Fritz Alphonse Jean conteste les restrictions américaines et dénonce une manœuvre politique
L’ancien gouverneur de la Banque de la République d’Haïti et membre du Conseil présidentiel de transition, Fritz Alphonse Jean, a réagi mardi 25 novembre 2025 aux restrictions de visa annoncées à son encontre par le gouvernement des États-Unis. Sans confirmer s’il figure officiellement sur une liste de personnalités sanctionnées, il a rejeté toute accusation d’appui à la violence ou de relation avec des groupes armés.

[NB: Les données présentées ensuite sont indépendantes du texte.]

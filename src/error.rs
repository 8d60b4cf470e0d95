use thiserror::Error;

pub type Result<T> = std::result::Result<T, LeaderboardError>;

#[derive(Debug, Error)]
pub enum LeaderboardError {
    /// Store read failed while collecting raw engagement data. Aborts the
    /// scoring run before any write happens.
    #[error("Aggregation failure: {0}")]
    Aggregation(String),

    /// Bulk write of scores or snapshots failed. The run is marked failed;
    /// scores are recomputed idempotently on the next run.
    #[error("Persistence failure: {0}")]
    Persistence(String),

    #[error("Database error: {0}")]
    Database(String),

    /// Cache transport failure. Never surfaced to query callers; every call
    /// site degrades to the direct store path.
    #[error("Cache error: {0}")]
    Cache(String),

    #[error("Serialization error: {0}")]
    Serialization(String),

    #[error("Invalid input: {0}")]
    InvalidInput(String),

    #[error("Scoring run already in progress")]
    JobAlreadyRunning,

    #[error("Scoring run timed out after {seconds}s")]
    JobTimeout { seconds: u64 },
}

impl From<sqlx::Error> for LeaderboardError {
    fn from(err: sqlx::Error) -> Self {
        LeaderboardError::Database(err.to_string())
    }
}

impl From<redis::RedisError> for LeaderboardError {
    fn from(err: redis::RedisError) -> Self {
        LeaderboardError::Cache(err.to_string())
    }
}

impl From<serde_json::Error> for LeaderboardError {
    fn from(err: serde_json::Error) -> Self {
        LeaderboardError::Serialization(err.to_string())
    }
}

Selon lui, cette décision s’inscrit dans un contexte de tensions politiques entourant le maintien ou le remplacement du Premier ministre Alix Didier Fils-Aimé. Il affirme être la cible d’une « manœuvre politique » visant à réduire au silence ceux qui plaident pour un changement de gouvernance.
Fritz Alphonse Jean a rappelé qu’une part importante de son travail intellectuel et public porte sur la dénonciation de la « capture de l’État haïtien » par des groupes d’intérêts. Il estime que ces dynamiques ont contribué à l’appauvrissement de la population et à la création d’un environnement propice à l’insécurité.
Il soutient que ses positions exprimées dans ses livres comme dans ses interventions publiques ont toujours visé les causes structurelles de la violence en Haïti, et non un soutien quelconque à des organisations criminelles.
Aux côtés de Leslie Voltaire, autre membre du Conseil présidentiel, M. Jean a affirmé avoir partagé des extraits d’échanges WhatsApp avec des diplomates canadiens et américains. Selon lui, ces interlocuteurs auraient laissé entendre que des sanctions pourraient viser certains membres du Conseil si l’instance insistait pour remplacer le chef du gouvernement.
Il voit dans ces signaux un « bras de fer diplomatique et politique » plutôt qu’une démarche fondée sur des éléments à caractère criminel.
Dans ses déclarations, il a également mis en cause la gestion de l’exécutif en matière de sécurité et de transparence. Il affirme que moins de 33 % du fonds spécial d’environ 7 milliards de gourdes, présenté comme un « Budget de guerre » destiné à renforcer la Police nationale et les Forces armées, a été réellement utilisé.
Il dénonce une incapacité à débloquer les ressources nécessaires, notamment pour les unités engagées dans la lutte contre les gangs. Il a aussi pointé du doigt l’existence de contrats publics qu’il juge « opaques », appelant à un contrôle plus strict afin d’assurer l’efficacité des dépenses publiques.
Fritz Alphonse Jean conclut que ses prises de position relèvent d’une volonté de défendre « la vérité, la compétence et une gouvernance différente ». Il estime que ces engagements ne sauraient constituer un crime et dit continuer à militer pour une gestion plus transparente et plus efficace des affaires publiques.